The second line contains n integers $a_1, a_2, ..., a_n$ $(1 \le a_i \le 10^9)$ — the integers in the cells on your path.

Output
If all possible values of x and y such that $1 \le x, y \le 10^9$ contradict with the information about your path, print NO.

Otherwise, print YES in the first line, and in the second line print the values x and y such that your path was possible with such number of lines and columns in the matrix. Remember that they must be positive integers not exceeding $10^9$.

Examples

Input
8 1 2 3 6 9 8 5 2
Output
YES 3 3

Input
6 1 2 1 2 5 3
Output
NO

Input
2 1 10
Output
YES 4 9

Note
The matrix and the path on it in the first test looks like this:

Also there exist multiple correct answers for both the first and the third examples.

分析

【题意】
给一个只含1~n的路径，选择长宽按照1~n顺序排列的方式生成一个地图，使得路径合法。

【分析】

• 对于一个图而言，宽度$w$定了以后，所有的点的位置就确定了，而长度只影响取值的范围。所以我们不关心长度，只关心宽度$w$。
• 在一个宽度为$w$的图上移动，上下走的跨度也是$w$，而左右走的跨度永远是$1$，所以对于合法的路径而言，相邻的两个点的差不是$1$，就是$w$。所以我们只关心它的跨度$w$。

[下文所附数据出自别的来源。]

//! Loader and lifecycle tests against a fake dynamic loader.

mod common;

use std::ffi::CStr;

use common::{descriptor, take_calls, FakeOpener, FakeSpec};
use nativemod_core::abi::{free_mod_results, AbiState};
use nativemod_core::ffi::ModInfo;
use nativemod_core::lifecycle::{self, StepOutcome};
use nativemod_core::sort::validate_dependencies;
use nativemod_core::{MatchKind, MatchQuery, ModLoader};

unsafe extern "C" fn setup_alpha(info: *mut ModInfo) {
    common::log_call("setup:alpha");
    let info = &mut *info;
    info.id = c"alpha".as_ptr();
    info.version = c"1.2.3".as_ptr();
    info.version_long = 10203;
}

unsafe extern "C" fn setup_beta(info: *mut ModInfo) {
    common::log_call("setup:beta");
    let info = &mut *info;
    info.id = c"beta".as_ptr();
    info.version = c"not a version".as_ptr();
    info.version_long = 2;
}

unsafe extern "C" fn setup_anonymous(info: *mut ModInfo) {
    common::log_call("setup:anonymous");
    let info = &mut *info;
    info.id = std::ptr::null();
    info.version = c"2.0.0".as_ptr();
}

unsafe extern "C" fn load_alpha() {
    common::log_call("load:alpha");
}

unsafe extern "C" fn load_beta() {
    common::log_call("load:beta");
}

unsafe extern "C" fn late_alpha() {
    common::log_call("late:alpha");
}

unsafe extern "C" fn late_beta() {
    common::log_call("late:beta");
}

fn alpha() -> FakeSpec {
    FakeSpec::new()
        .setup(setup_alpha)
        .load(load_alpha)
        .late_load(late_alpha)
}

fn beta() -> FakeSpec {
    FakeSpec::new()
        .setup(setup_beta)
        .load(load_beta)
        .late_load(late_beta)
}

#[test]
fn test_dependency_loads_first() {
    let dir = tempfile::tempdir().unwrap();
    let opener = FakeOpener::new();
    let mut loader = ModLoader::with_opener(opener.clone());

    let outcomes = loader.load_descriptors(vec![
        descriptor(dir.path(), "b.so", &["a.so"]),
        descriptor(dir.path(), "a.so", &[]),
    ]);

    let names: Vec<_> = outcomes.iter().map(|o| o.descriptor().name()).collect();
    assert_eq!(names, ["a.so", "b.so"]);
    assert!(outcomes.iter().all(|o| o.is_loaded()));

    let state = AbiState::new();
    state.register_all(loader.take_outcomes());
    let mut loaded = state.loaded_results();
    assert_eq!(loaded.size, 2);
    unsafe {
        free_mod_results(&mut loaded);
        free_mod_results(&mut loaded);
    }
    assert!(loaded.array.is_null());
}

#[test]
fn test_independent_binaries_keep_discovery_order() {
    let dir = tempfile::tempdir().unwrap();
    let mut loader = ModLoader::with_opener(FakeOpener::new());

    let batch = ["m3.so", "m1.so", "m2.so", "m0.so"]
        .iter()
        .map(|name| descriptor(dir.path(), name, &[]))
        .collect();
    let outcomes = loader.load_descriptors(batch);

    let names: Vec<_> = outcomes.iter().map(|o| o.descriptor().name()).collect();
    assert_eq!(names, ["m3.so", "m1.so", "m2.so", "m0.so"]);
}

#[test]
fn test_open_failure_does_not_stop_batch() {
    let dir = tempfile::tempdir().unwrap();
    let opener = FakeOpener::new();
    opener.add("broken.so", FakeSpec::new().failing("bad ELF header"));
    let mut loader = ModLoader::with_opener(opener.clone());

    let outcomes = loader.load_descriptors(vec![
        descriptor(dir.path(), "broken.so", &[]),
        descriptor(dir.path(), "fine.so", &[]),
    ]);

    assert!(!outcomes[0].is_loaded());
    assert!(outcomes[0].failure().unwrap().contains("bad ELF header"));
    assert!(outcomes[0].handle().is_null());
    assert!(outcomes[1].is_loaded());
    assert!(!outcomes[1].handle().is_null());
}

#[test]
fn test_missing_dependency_is_advisory() {
    let dir = tempfile::tempdir().unwrap();
    let mut loader = ModLoader::with_opener(FakeOpener::new());

    let outcomes = loader.load_descriptors(vec![descriptor(dir.path(), "c.so", &["x.so"])]);
    assert!(outcomes[0].is_loaded());

    let diagnostics = validate_dependencies(outcomes);
    assert_eq!(diagnostics.len(), 1);
    assert!(diagnostics[0].contains("x.so"));
}

#[test]
fn test_lifecycle_steps_are_barriered() {
    let dir = tempfile::tempdir().unwrap();
    let opener = FakeOpener::new();
    opener.add("alpha.so", alpha());
    opener.add("beta.so", beta());
    let mut loader = ModLoader::with_opener(opener.clone());
    take_calls();

    let outcomes = loader.load_descriptors(vec![
        descriptor(dir.path(), "alpha.so", &[]),
        descriptor(dir.path(), "beta.so", &[]),
    ]);
    let report = lifecycle::run_all(outcomes);

    assert_eq!(
        take_calls(),
        [
            "setup:alpha",
            "setup:beta",
            "load:alpha",
            "load:beta",
            "late:alpha",
            "late:beta",
        ]
    );
    assert_eq!(report.setup.called, 2);
    assert_eq!(report.late_load.called, 2);
}

#[test]
fn test_setup_copies_identity() {
    let dir = tempfile::tempdir().unwrap();
    let opener = FakeOpener::new();
    opener.add("alpha.so", alpha());
    opener.add("beta.so", beta());
    opener.add("anon.so", FakeSpec::new().setup(setup_anonymous));
    let mut loader = ModLoader::with_opener(opener.clone());

    let outcomes = loader.load_descriptors(vec![
        descriptor(dir.path(), "alpha.so", &[]),
        descriptor(dir.path(), "beta.so", &[]),
        descriptor(dir.path(), "anon.so", &[]),
    ]);
    lifecycle::setup_all(outcomes);

    assert_eq!(outcomes[0].identifier(), "alpha");
    assert_eq!(outcomes[0].version(), &semver::Version::new(1, 2, 3));
    assert_eq!(outcomes[0].version_long(), 10203);

    // Unparseable version keeps the default.
    assert_eq!(outcomes[1].identifier(), "beta");
    assert_eq!(outcomes[1].version(), &semver::Version::new(0, 0, 0));
    assert_eq!(outcomes[1].version_long(), 2);

    // Null id keeps the display name.
    assert_eq!(outcomes[2].identifier(), "anon.so");
    assert_eq!(outcomes[2].version(), &semver::Version::new(2, 0, 0));
    take_calls();
}

#[test]
fn test_missing_symbols_are_skipped() {
    let dir = tempfile::tempdir().unwrap();
    let mut loader = ModLoader::with_opener(FakeOpener::new());

    let outcomes = loader.load_descriptors(vec![descriptor(dir.path(), "plain.so", &[])]);
    assert_eq!(lifecycle::setup(&mut outcomes[0]).unwrap(), StepOutcome::Skipped);
    assert_eq!(lifecycle::load(&outcomes[0]).unwrap(), StepOutcome::Skipped);
    assert_eq!(lifecycle::late_load(&outcomes[0]).unwrap(), StepOutcome::Skipped);

    assert_eq!(outcomes[0].identifier(), "plain.so");
    assert_eq!(outcomes[0].version(), &semver::Version::new(0, 0, 0));
}

#[test]
fn test_lifecycle_fault_is_contained() {
    let dir = tempfile::tempdir().unwrap();
    let opener = FakeOpener::new();
    opener.add("alpha.so", alpha());
    opener.add("faulty.so", FakeSpec::new().panicking());
    opener.add("beta.so", beta());
    let mut loader = ModLoader::with_opener(opener.clone());
    take_calls();

    let outcomes = loader.load_descriptors(vec![
        descriptor(dir.path(), "alpha.so", &[]),
        descriptor(dir.path(), "faulty.so", &[]),
        descriptor(dir.path(), "beta.so", &[]),
    ]);
    let report = lifecycle::run_all(outcomes);

    assert_eq!(report.setup.faulted, 1);
    assert_eq!(report.load.faulted, 1);
    assert_eq!(report.late_load.faulted, 1);
    assert_eq!(report.late_load.called, 2);
    assert_eq!(take_calls().len(), 6);

    let err = lifecycle::load(&outcomes[1]).unwrap_err();
    assert!(err.to_string().contains("faulty.so"));
}

#[test]
fn test_get_mod_and_force_unload() {
    let dir = tempfile::tempdir().unwrap();
    let opener = FakeOpener::new();
    opener.add("alpha.so", alpha());
    let mut loader = ModLoader::with_opener(opener.clone());

    let outcomes = loader.load_descriptors(vec![
        descriptor(dir.path(), "alpha.so", &[]),
        descriptor(dir.path(), "beta.so", &[]),
    ]);
    lifecycle::setup_all(outcomes);
    take_calls();

    let state = AbiState::new();
    state.register_all(loader.take_outcomes());

    let found = state.get_mod(&MatchQuery::new("alpha", "1.2.3", 10203), MatchKind::Strict);
    assert!(!found.handle.is_null());
    let id = unsafe { CStr::from_ptr(found.info.id) };
    assert_eq!(id.to_str().unwrap(), "alpha");
    assert_eq!(found.info.version_long, 10203);
    let path = unsafe { CStr::from_ptr(found.path) };
    assert!(path.to_str().unwrap().ends_with("alpha.so"));

    let wrong = state.get_mod(&MatchQuery::new("alpha", "1.2.3", 1), MatchKind::Strict);
    assert!(wrong.is_null());

    let by_name = state.get_mod(&MatchQuery::id("beta.so"), MatchKind::ObjectName);
    assert!(!by_name.handle.is_null());

    assert!(state.force_unload(&MatchQuery::id("missing"), MatchKind::IdOnly));
    assert_eq!(state.len(), 2);
    assert_eq!(opener.closed(), 0);

    assert!(state.force_unload(&MatchQuery::id("alpha"), MatchKind::IdOnly));
    assert_eq!(state.len(), 1);
    assert_eq!(opener.closed(), 1);
    assert!(state
        .get_mod(&MatchQuery::id("alpha"), MatchKind::IdOnly)
        .is_null());
}

#[test]
fn test_unload_all_closes_clear_does_not() {
    let dir = tempfile::tempdir().unwrap();
    let opener = FakeOpener::new();
    opener.add("broken.so", FakeSpec::new().failing("nope"));
    let mut loader = ModLoader::with_opener(opener.clone());

    let batch = || {
        vec![
            descriptor(dir.path(), "one.so", &[]),
            descriptor(dir.path(), "two.so", &[]),
            descriptor(dir.path(), "broken.so", &[]),
        ]
    };

    loader.load_descriptors(batch());
    loader.clear();
    assert!(loader.is_empty());
    assert_eq!(opener.closed(), 0);

    loader.load_descriptors(batch());
    loader.unload_all();
    assert!(loader.is_empty());
    assert_eq!(opener.closed(), 2);
}

#[test]
fn test_reload_replaces_records_without_closing() {
    let dir = tempfile::tempdir().unwrap();
    let opener = FakeOpener::new();
    let mut loader = ModLoader::with_opener(opener.clone());

    loader.load_descriptors(vec![
        descriptor(dir.path(), "one.so", &[]),
        descriptor(dir.path(), "two.so", &[]),
        descriptor(dir.path(), "three.so", &[]),
    ]);
    let outcomes = loader.load_descriptors(vec![
        descriptor(dir.path(), "four.so", &[]),
        descriptor(dir.path(), "five.so", &[]),
    ]);

    let names: Vec<_> = outcomes.iter().map(|o| o.descriptor().name()).collect();
    assert_eq!(names, ["four.so", "five.so"]);
    assert_eq!(loader.len(), 2);
    assert_eq!(opener.opened(), 5);
    assert_eq!(opener.closed(), 0);
}

#[test]
fn test_registry_unload_all_closes_loaded_records() {
    let dir = tempfile::tempdir().unwrap();
    let opener = FakeOpener::new();
    opener.add("broken.so", FakeSpec::new().failing("nope"));
    let mut loader = ModLoader::with_opener(opener.clone());

    loader.load_descriptors(vec![
        descriptor(dir.path(), "one.so", &[]),
        descriptor(dir.path(), "broken.so", &[]),
        descriptor(dir.path(), "two.so", &[]),
    ]);
    let state = AbiState::new();
    state.register_all(loader.take_outcomes());
    assert_eq!(state.len(), 3);

    state.unload_all();
    assert!(state.is_empty());
    assert_eq!(opener.closed(), 2);

    state.unload_all();
    assert_eq!(opener.closed(), 2);
}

判断某条路径合法，首先应该满足上面第二条基本性质，才有可能找到一个地图吧——一旦某两个点的差是一个大于$1$的数，说明它向上/下走了，也就间接限制了地图的宽度只能是这么多，那么反过来，地图的宽度也限制了向上/下走的跨度只能是这么多。所以一个合法路径只能有一个跨度。

在路径的跨度也就是地图的$w$确定以后，再检查是否合法就容易多了，只需根据每个位置计算出向上下左右行走的可能，并判度下一个位置是否是可能性中的一种就行了。

【注意】
如果两个点是上下关系，它们相差$w$就一定相邻，反之就一定不相邻，相差$w$是一个很强的条件。
如果两个点是左右关系，它们相差并不能决定是否相邻，需要对它们的行列关系进行具体判断。

与其对两个点做很多的判断，我觉得不如把从一个点出发会到达的四种可能算出来，然后看其中有没有路径上的下一个点。

代码

#include<stdio.h>
#define max(a,b) ((a)>(b)?(a):(b))
#define min(a,b) ((a)<(b)?(a):(b))
#define mabs(x) ((x)>0?(x):(0-(x)))

#define N_max    200005
int arr[N_max];

int w=1;
int next[4];//0~3代表向上下左右行走会到哪里，-1表示不能走
void cal(int v, int w) {
    int x = v / w;
    int y = v%w;
    //上下好计算
    next[0] = ((v - w) > 0 ? v - w : -1);//考虑上边界
    next[1] = (v + w);
    next[2] = ((v - 1)>0 ? v - 1 : -1);//考虑左边界
    next[3] = v + 1;
    //左右需特判
    if (y== 0)
        next[3] = -1;
    else if (y == 1)
        next[2] = -1;
}
int main() {
    int n;
    scanf("%d", &n);
    for (int i = 0; i < n; i++) 
        scanf("%d", &arr[i]);
    for (int i = 1; i < n; ++i)
    {
        if (mabs(arr[i] - arr[i - 1]) > w) {
            if (w > 1) {
                printf("NO"); return 0;
            }
            w = mabs(arr[i] - arr[i - 1]);
        }   
    }
    int flag = 0;
    for (int i = 1; i < n; ++i) {
        flag = 0;
        cal(arr[i-1],w);
        for (int t = 0; t < 4; ++t)if (next[t] == arr[i])flag = 1;
        if (flag == 0) {
            printf("NO");
            return 0;
        }
    }
    printf("YES\n1000000000 %d",w);
}

总结

当直接判断两个点的关系是否正确很繁琐时，不妨考虑从一个点生成所有可能转移到的点，再检查这个集合是不是含有另一个点。